The historical population is given in the following table:

| year | population |
|---|---|
| 1837 | 917 |
| 1850 | 875 |
| 1900 | 1,314 |
| 1910 | 2,437 |
| 1950 | 2,636 |
| 1970 | 4,944 |
| 1990 | 5,778^{a} |

 without Heerbrugg population was 3,370

==Economy==
As of In 2007 2007, Au had an unemployment rate of 2.84%. As of 2005, there were 39 people employed in the primary economic sector and about 15 businesses involved in this sector. 2,228 people are employed in the secondary sector and there are 93 businesses in this sector. 2,013 people are employed in the tertiary sector, with 288 businesses in this sector.

As of October 2009 the average unemployment rate was 5.6%. There were 424 businesses in the municipality of which 103 were involved in the secondary sector of the economy while 307 were involved in the third.

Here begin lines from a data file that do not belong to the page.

// Copyright (c) 2024 Graphcore Ltd. All rights reserved.

//! Run a flow and print a report.
//!
//! For example, run using:
//!   cargo run --bin framepace -- --flow
//! framepace-runner/flows/sequential.yaml --cores 2 --stdout --stdout-level debug

use anyhow::Result;
use clap::Parser;
use framepace_engine::stats::Stats;
use framepace_runner::config::{Cli, RunConfig};
use framepace_runner::{report, run};
use framepace_track::builder::setup_trackers;
use framepace_track::entity::toplevel;
use indicatif::ProgressBar;

fn main() -> Result<()> {
    let cli = Cli::parse();
    let config = RunConfig::load(&cli)?;
    let tracker = setup_trackers(&cli.trackers_config())?;
    let top = toplevel(&tracker, "top");

    let progress_bar = cli.progress.then(|| {
        let total = run::step_ceiling(&config) * config.runs.max(1) as u64;
        ProgressBar::new(total)
    });

    let bench = run::run_all(&top, &config, progress_bar.as_ref())?;

    if let Some(progress_bar) = progress_bar {
        progress_bar.finish();
    }

    for frozen in bench.frozen() {
        println!("{}", report::summary(frozen, &Stats::from_scheduler(frozen)));
    }
    let current = bench.current();
    println!("{}", report::summary(current, &Stats::from_scheduler(current)));

    if cli.timeline {
        println!("{}", report::timeline(current));
    }
    if cli.queue {
        println!("{}", report::queue(current));
    }

    tracker.shutdown();
    Ok(())
}
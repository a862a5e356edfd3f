// Copyright (c) 2024 Graphcore Ltd. All rights reserved.

use std::rc::Rc;

use framepace_engine::flow::{Flow, StageDescriptor};
use framepace_engine::option::SimulationOption;
use framepace_engine::scheduler::Scheduler;
use framepace_engine::stats::Stats;
use framepace_engine::test_helpers::start_test;
use framepace_runner::report;

fn scheduler(flow: Flow, core_count: usize, frame_pool_size: usize) -> Scheduler {
    let top = start_test(file!());
    let option = SimulationOption {
        core_count,
        frame_pool_size,
        ..Default::default()
    };
    Scheduler::new(&top, Rc::new(flow), &option)
}

fn serial() -> Flow {
    Flow::new(
        "serial",
        200.0,
        vec![StageDescriptor::new("A"), StageDescriptor::new("B")],
    )
    .unwrap()
}

#[test]
fn summary_of_a_single_frame() {
    let mut sim = scheduler(serial(), 1, 1);
    sim.run_bounded(100).unwrap();
    let text = report::summary(&sim, &Stats::from_scheduler(&sim));

    assert!(text.starts_with("Run: serial\n"));
    assert!(text.contains("  Cores: 1, Frame Pool: 1, Seed: 0\n"));
    assert!(text.contains("  Steps: 5\n"));
    assert!(text.contains("  Critical path: 200.0\n"));
    assert!(text.contains("  Frames completed: 1\n"));
    assert!(text.contains("  Latency: mean 200.0, min 200.0, max 200.0\n"));
    assert!(text.contains("  Frame interval: -\n"));
    assert!(text.ends_with("(100.0%)\n"));
    assert_eq!(text.lines().count(), 10);
}

#[test]
fn summary_mentions_priority_queue() {
    let top = start_test(file!());
    let option = SimulationOption {
        core_count: 2,
        frame_pool_size: 1,
        seed: 9,
        priority_queue: true,
        ..Default::default()
    };
    let sim = Scheduler::new(&top, Rc::new(serial()), &option);
    let text = report::summary(&sim, &Stats::from_scheduler(&sim));

    assert!(text.contains("  Cores: 2, Frame Pool: 1, Seed: 9, priority queue\n"));
    assert!(text.contains("  Frames completed: 0\n"));
    assert!(text.ends_with("  core1: busy 0.0 (0.0%)\n"));
}

#[test]
fn timeline_lines() {
    let mut sim = scheduler(serial(), 1, 1);
    sim.run_bounded(100).unwrap();
    let text = report::timeline(&sim);
    let lines: Vec<&str> = text.lines().collect();

    assert_eq!(lines.len(), 4);
    assert_eq!(lines[0], "  0     0        0.0      100.0 A (entry)");
    assert_eq!(lines[1], "  0     0      100.0      200.0 B (exit)");
    assert!(lines[2].ends_with("200 (frame)"));
    assert!(lines[3].ends_with("200 (rate)"));
    assert!(lines[2].contains("    -"));
}

#[test]
fn queue_listing_shows_waiting_jobs() {
    let flow = Flow::new(
        "wait",
        100.0,
        vec![
            StageDescriptor::new("A")
                .with_tag(1)
                .spawns_next_frame(true),
            StageDescriptor::new("B")
                .with_tag(2)
                .with_weight(3.0)
                .waits_for(2),
        ],
    )
    .unwrap();
    let mut sim = scheduler(flow, 2, 3);
    sim.run(8).unwrap();

    assert_eq!(report::queue(&sim), "Job: 1, B (wait)\nJob: 2, A (ready)");
}

#[test]
fn empty_queue_listing() {
    let mut sim = scheduler(serial(), 1, 1);
    sim.run_bounded(100).unwrap();
    assert_eq!(report::queue(&sim), "");
}
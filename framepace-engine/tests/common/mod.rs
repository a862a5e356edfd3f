// Copyright (c) 2023 Graphcore Ltd. All rights reserved.

#![allow(dead_code)]

use std::rc::Rc;

use framepace_engine::flow::{Flow, StageDescriptor};
use framepace_engine::option::SimulationOption;
use framepace_engine::scheduler::{Scheduler, StepOutcome};
use framepace_engine::test_helpers::start_test;
use framepace_engine::timeline::TimelineRecord;

pub fn option(core_count: usize, frame_pool_size: usize) -> SimulationOption {
    SimulationOption {
        core_count,
        frame_pool_size,
        ..Default::default()
    }
}

pub fn serial_flow() -> Flow {
    Flow::new(
        "serial",
        200.0,
        vec![StageDescriptor::new("A"), StageDescriptor::new("B")],
    )
    .unwrap()
}

/// A flow using every feature: a spawning first stage, a split stage and
/// cross-frame waits.
pub fn rich_flow() -> Flow {
    Flow::new(
        "rich",
        120.0,
        vec![
            StageDescriptor::new("Input")
                .with_tag(1)
                .spawns_next_frame(true),
            StageDescriptor::new("Simulate")
                .with_tag(2)
                .with_weight(3.0)
                .with_split(3)
                .waits_for(2),
            StageDescriptor::new("Render")
                .with_tag(3)
                .with_weight(2.0)
                .waits_for(3),
        ],
    )
    .unwrap()
}

pub fn scheduler(file: &str, flow: Flow, option: &SimulationOption) -> Scheduler {
    let top = start_test(file);
    Scheduler::new(&top, Rc::new(flow), option)
}

/// Records of jobs run on cores (excludes frame-duration and rate lanes).
pub fn core_records(scheduler: &Scheduler) -> Vec<TimelineRecord> {
    let core_count = scheduler.option().core_count;
    scheduler
        .timeline()
        .iter()
        .filter(|r| r.lane < core_count)
        .cloned()
        .collect()
}

pub fn records_named(scheduler: &Scheduler, frame: u64, name: &str) -> Vec<TimelineRecord> {
    core_records(scheduler)
        .into_iter()
        .filter(|r| r.frame == Some(frame) && r.name == name)
        .collect()
}

/// Step `n` times, collecting each outcome.
pub fn steps(scheduler: &mut Scheduler, n: usize) -> Vec<StepOutcome> {
    (0..n).map(|_| scheduler.step().unwrap()).collect()
}
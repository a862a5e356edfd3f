// Copyright (c) 2020 Graphcore Ltd. All rights reserved.

//! This module provides combined _track_ capabilities for the FRAMEPACE
//! project.
//!
//! _Track_ means the combination of _log_ and _trace_ where:
//!
//!   - _log_ are text-based human-readable messages emitted at various levels
//!     of verbosity (from `Trace` through to `Error`).
//!   - _trace_ provides a standard set of modelling events that can be emitted.
//!     For example, entity creation/destruction, frames entering/exiting the
//!     pipeline or the value of an occupancy counter changing.
//!
//! Every event is emitted on behalf of an [`Entity`](crate::entity::Entity)
//! and each [`Tracker`] decides, per entity, which levels are enabled.

// Enable warnings for missing documentation
#![warn(missing_docs)]

use std::cell::RefCell;
use std::rc::Rc;

pub use log;

pub mod builder;
pub mod entity;
pub mod id;
pub mod test_helpers;

/// Include the trackers.
pub mod tracker;
pub use id::Id;
pub use tracker::{Track, Tracker};

/// A type alias for objects that receive _log_ / _trace_ events.
pub type Writer = Box<dyn std::io::Write>;
type SharedWriter = Rc<RefCell<Writer>>;

/// Id value which indicates where there is no valid id
pub const NO_ID: Id = Id(0);

/// The root id from which all other ids are derived
pub const ROOT: Id = Id(1);

/// Track an object entering an entity.
#[macro_export]
macro_rules! enter {
    ($entity:expr ; $enter_id:expr) => {
        if $entity
            .tracker
            .is_entity_enabled($entity.id, $crate::log::Level::Trace)
        {
            $entity.tracker.enter($entity.id, $enter_id);
        }
    };
}

/// Track an object exiting an entity.
#[macro_export]
macro_rules! exit {
    ($entity:expr ; $exit_id:expr) => {
        if $entity
            .tracker
            .is_entity_enabled($entity.id, $crate::log::Level::Trace)
        {
            $entity.tracker.exit($entity.id, $exit_id);
        }
    };
}

/// Track an entity reporting a new value (for example an occupancy count).
#[macro_export]
macro_rules! value {
    ($entity:expr ; $value:expr) => {
        if $entity
            .tracker
            .is_entity_enabled($entity.id, $crate::log::Level::Trace)
        {
            $entity.tracker.value($entity.id, $value as f64);
        }
    };
}

/// Create a unique id for an object that is tracked by an entity.
#[macro_export]
macro_rules! create_id {
    ($entity:expr) => {{ $entity.tracker.unique_id() }};
}

/// Add an entity creation event
#[macro_export]
macro_rules! create {
    ($entity:expr) => {{
        if $entity
            .tracker
            .is_entity_enabled($entity.id, $crate::log::Level::Trace)
        {
            let parent_id = match &$entity.parent {
                Some(parent) => parent.id,
                None => $crate::NO_ID,
            };
            $entity
                .tracker
                .create(parent_id, $entity.id, $entity.full_name().as_str());
        }
    }};
}

/// Add an entity destroy event
#[macro_export]
macro_rules! destroy {
    ($entity:expr) => {{
        if $entity
            .tracker
            .is_entity_enabled($entity.id, $crate::log::Level::Trace)
        {
            match &$entity.parent {
                Some(parent) => $entity.tracker.destroy(parent.id, $entity.id),
                None => $entity.tracker.destroy($crate::NO_ID, $entity.id),
            };
        }
    }};
}

/// Base macro for log messages of all level.
///
/// Checks whether the entity has the level enabled before formatting the
/// message and passing it to the [`Track::log`] function.
#[macro_export]
macro_rules! log_base {
    ($entity:expr ; $lvl:expr, $($arg:tt)+) => (
        if $entity.tracker.is_entity_enabled($entity.id, $lvl) {
            $entity.tracker.log($entity.id, $lvl, format_args!($($arg)+));
        }
    );
}

/// The `trace` macro provides a wrapper for [`log_base`] at level
/// `log::Level::Trace`
#[macro_export]
macro_rules! trace {
    ($entity:expr ; $($arg:tt)+) => (
        $crate::log_base!($entity ; $crate::log::Level::Trace, $($arg)+);
    );
}

/// The `debug` macro provides a wrapper for [`log_base`] at level
/// `log::Level::Debug`
#[macro_export]
macro_rules! debug {
    ($entity:expr ; $($arg:tt)+) => (
        $crate::log_base!($entity ; $crate::log::Level::Debug, $($arg)+);
    );
}

/// The `info` macro provides a wrapper for [`log_base`] at level
/// `log::Level::Info`
#[macro_export]
macro_rules! info {
    ($entity:expr ; $($arg:tt)+) => (
        $crate::log_base!($entity ; $crate::log::Level::Info, $($arg)+);
    );
}

/// The `warn` macro provides a wrapper for [`log_base`] at level
/// `log::Level::Warn`
#[macro_export]
macro_rules! warn {
    ($entity:expr ; $($arg:tt)+) => (
        $crate::log_base!($entity ; $crate::log::Level::Warn, $($arg)+);
    );
}

/// the `error` macro provides a wrapper for [`log_base`] at level
/// `log::Level::Error`
#[macro_export]
macro_rules! error {
    ($entity:expr ; $($arg:tt)+) => (
        $crate::log_base!($entity ; $crate::log::Level::Error, $($arg)+);
    );
}
// Copyright (c) 2023 Graphcore Ltd. All rights reserved.

//! Define the [`Track`] trait a number of [`Tracker`]s.

/// Include the /dev/null tracker.
pub mod dev_null;
/// Include the in-memory tracker.
pub mod in_memory;
/// Include the multi-tracker.
pub mod multi_tracker;
/// Include the text-based tracker.
pub mod text;

use std::cell::RefCell;
use std::collections::HashMap;
use std::fmt;
use std::rc::Rc;

pub use dev_null::DevNullTracker;
pub use in_memory::InMemoryTracker;
pub use multi_tracker::MultiTracker;
use regex::Regex;
pub use text::TextTracker;

use crate::{Id, ROOT};

/// Error used to return configuration errors
#[derive(Debug)]
pub struct TrackConfigError(pub String);

impl fmt::Display for TrackConfigError {
    fn fmt(&self, f: &mut fmt::Formatter<'_>) -> fmt::Result {
        write!(f, "Track config error: {}", self.0)
    }
}

impl std::error::Error for TrackConfigError {}

/// This is the interface that is supported by all [`Tracker`]s.
pub trait Track {
    /// Allocate a new global ID
    fn unique_id(&self) -> Id;

    /// Determine whether tracking is enabled, and at what level for an
    /// entity looked up by its ID.
    fn is_entity_enabled(&self, id: Id, level: log::Level) -> bool;

    /// Record an entity being created.
    fn add_entity(&self, id: Id, entity_name: &str);

    /// Track when an object with the given ID enters an entity.
    fn enter(&self, enter_into: Id, enter_obj: Id);

    /// Track when an object with the given ID leaves an entity.
    fn exit(&self, exit_from: Id, exit_obj: Id);

    /// Track an entity setting a value.
    fn value(&self, id: Id, value: f64);

    /// Track when an entity with the given ID is created.
    fn create(&self, created_by: Id, created_obj: Id, name: &str);

    /// Track when an entity with the given ID is destroyed.
    fn destroy(&self, destroyed_by: Id, destroyed_obj: Id);

    /// Track a log message of the given level.
    fn log(&self, msg_by: Id, level: log::Level, msg: fmt::Arguments);

    /// Perform any pre-exit shutdown/cleanup
    fn shutdown(&self);
}

/// The type of a [`Tracker`] that is shared across entities.
pub type Tracker = Rc<dyn Track>;

/// Create a [`Tracker`] that suppresses all track events.
#[must_use]
pub fn dev_null_tracker() -> Tracker {
    let tracker: Tracker = Rc::new(DevNullTracker {});
    tracker
}

/// The [`EntityManager`] is responsible for determining entity log / trace
/// enable states.
///
/// This is shared by the [`Text`](crate::tracker::text) and
/// [`InMemory`](crate::tracker::in_memory) trackers.
///
/// This manager is also used to allocate unique [`Id`] values.
pub struct EntityManager {
    /// Level of tracking events to output.
    default_entity_level: log::Level,

    /// List of regular expressions mapping entity names to log levels.
    regex_to_entity_level: Vec<(Regex, log::Level)>,

    /// Used to assign unique IDs.
    unique_id: RefCell<u64>,

    /// Keep track of entities that have trace enable/log levels different to
    /// the default.
    log_entity_lookup: RefCell<HashMap<Id, log::Level>>,
}

impl EntityManager {
    /// Constructor with default [`log::Level`]
    #[must_use]
    pub fn new(default_entity_level: log::Level) -> Self {
        Self {
            default_entity_level,
            regex_to_entity_level: Vec::new(),
            unique_id: RefCell::new(ROOT.0 + 1),
            log_entity_lookup: RefCell::new(HashMap::new()),
        }
    }

    fn unique_id(&self) -> Id {
        let mut guard = self.unique_id.borrow_mut();
        let id = *guard;
        *guard += 1;
        Id(id)
    }

    fn is_log_enabled_at_level(&self, id: Id, level: log::Level) -> bool {
        match self.log_entity_lookup.borrow().get(&id) {
            None => level <= self.default_entity_level,
            Some(entity_level) => level <= *entity_level,
        }
    }

    fn add_entity(&self, id: Id, entity_name: &str) {
        let entity_level = self.log_level_for(entity_name);
        if entity_level != self.default_entity_level {
            self.log_entity_lookup.borrow_mut().insert(id, entity_level);
        }
    }

    fn log_level_for(&self, entity_name: &str) -> log::Level {
        for (regex, level) in &self.regex_to_entity_level {
            if regex.is_match(entity_name) {
                return *level;
            }
        }
        self.default_entity_level
    }

    /// Add a filter regular expression to set matching entites to a given
    /// level.
    ///
    /// # Example
    ///
    /// ```rust
    /// use framepace_track::tracker::EntityManager;
    /// let mut manager = EntityManager::new(log::Level::Warn);
    /// manager.add_entity_level_filter(".*core.*", log::Level::Trace).unwrap();
    /// ```
    pub fn add_entity_level_filter(
        &mut self,
        regex_str: &str,
        level: log::Level,
    ) -> Result<(), TrackConfigError> {
        match Regex::new(regex_str) {
            Ok(regex) => self.regex_to_entity_level.push((regex, level)),
            Err(e) => {
                return Err(TrackConfigError(format!(
                    "Failed to parse regex {regex_str}:\n{e}\n"
                )));
            }
        }
        Ok(())
    }
}

#[cfg(test)]
mod tests {
    use log::Level;

    use super::*;

    fn entity_paths() -> Vec<&'static str> {
        vec!["top", "top::sim", "top::sim::core0", "top::sim::frame_pool"]
    }

    #[test]
    fn no_filters() {
        let manager = EntityManager::new(Level::Error);

        for p in entity_paths() {
            assert_eq!(manager.log_level_for(p), Level::Error);
        }
    }

    #[test]
    fn filter_sim_trace() {
        let mut manager = EntityManager::new(Level::Error);
        manager
            .add_entity_level_filter(r".*sim.*", Level::Trace)
            .unwrap();

        let expected_levels = [Level::Error, Level::Trace, Level::Trace, Level::Trace];

        for (i, p) in entity_paths().iter().enumerate() {
            assert_eq!(manager.log_level_for(p), expected_levels[i]);
        }
    }

    #[test]
    fn first_filter_wins() {
        let mut manager = EntityManager::new(Level::Error);
        manager
            .add_entity_level_filter(r".*core0", Level::Warn)
            .unwrap();
        manager
            .add_entity_level_filter(r".*sim.*", Level::Info)
            .unwrap();

        let expected_levels = [Level::Error, Level::Info, Level::Warn, Level::Info];

        for (i, p) in entity_paths().iter().enumerate() {
            assert_eq!(manager.log_level_for(p), expected_levels[i]);
        }
    }

    #[test]
    fn enabled_levels_follow_filters() {
        let mut manager = EntityManager::new(Level::Warn);
        manager
            .add_entity_level_filter(r".*frame_pool", Level::Trace)
            .unwrap();

        let pool = manager.unique_id();
        manager.add_entity(pool, "top::sim::frame_pool");
        let core = manager.unique_id();
        manager.add_entity(core, "top::sim::core0");

        assert!(manager.is_log_enabled_at_level(pool, Level::Trace));
        assert!(!manager.is_log_enabled_at_level(core, Level::Info));
        assert!(manager.is_log_enabled_at_level(core, Level::Error));
    }

    #[test]
    fn bad_regex_is_reported() {
        let mut manager = EntityManager::new(Level::Warn);
        let err = manager
            .add_entity_level_filter(r"core[", Level::Trace)
            .unwrap_err();
        assert!(err.0.contains("Failed to parse regex core["));
    }

    #[test]
    fn ids() {
        let manager = EntityManager::new(Level::Error);
        for i in 0..10 {
            assert_eq!(manager.unique_id(), Id(i + ROOT.0 + 1));
        }
    }
}
// Copyright (c) 2020 Graphcore Ltd. All rights reserved.

use std::fmt;

use crate::tracker::Track;
use crate::{Id, NO_ID};

/// A tracker that can be used to suppress all output.
pub struct DevNullTracker;

impl Track for DevNullTracker {
    fn unique_id(&self) -> Id {
        NO_ID
    }

    fn is_entity_enabled(&self, _id: Id, _level: log::Level) -> bool {
        false
    }

    fn add_entity(&self, _id: Id, _entity_name: &str) {}
    fn enter(&self, _id: Id, _object: Id) {}
    fn exit(&self, _id: Id, _object: Id) {}
    fn value(&self, _id: Id, _value: f64) {}
    fn create(&self, _created_by: Id, _id: Id, _name: &str) {}
    fn destroy(&self, _destroyed_by: Id, _id: Id) {}
    fn log(&self, _id: Id, _level: log::Level, _msg: fmt::Arguments) {}
    fn shutdown(&self) {}
}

As of 2000 there were 1,254 residents who worked in the municipality, while 2,127 residents worked outside Au and 3,720 people commuted into the municipality for work.

==Religion==
From the 2000 census, 3,589 or 56.0% are Roman Catholic, while 1,406 or 21.9% belonged to the Swiss Reformed Church. Of the rest of the population, there is 1 individual who belongs to the Christian Catholic faith, there are 113 individuals (or about 1.76% of the population) who belong to the Orthodox Church, and there are 121 individuals (or about 1.89% of the population) who belong to another Christian church. There is 1 individual who is Jewish, and 529 (or about 8.25% of the population) who are Islamic. There are 38 individuals (or about 0.59% of the population) who belong to another church (not listed on the census), 411 (or about 6.41% of the population) belong to no church, are agnostic or atheist, and 200 individuals (or about 3.12% of the population) did not answer the question.

==Sights==
The shared, urbanized village of Balgach/Herrbrugg, which is shared between Au (SG), Balgach and Berneck, is designated as part of the Inventory of Swiss Heritage Sites.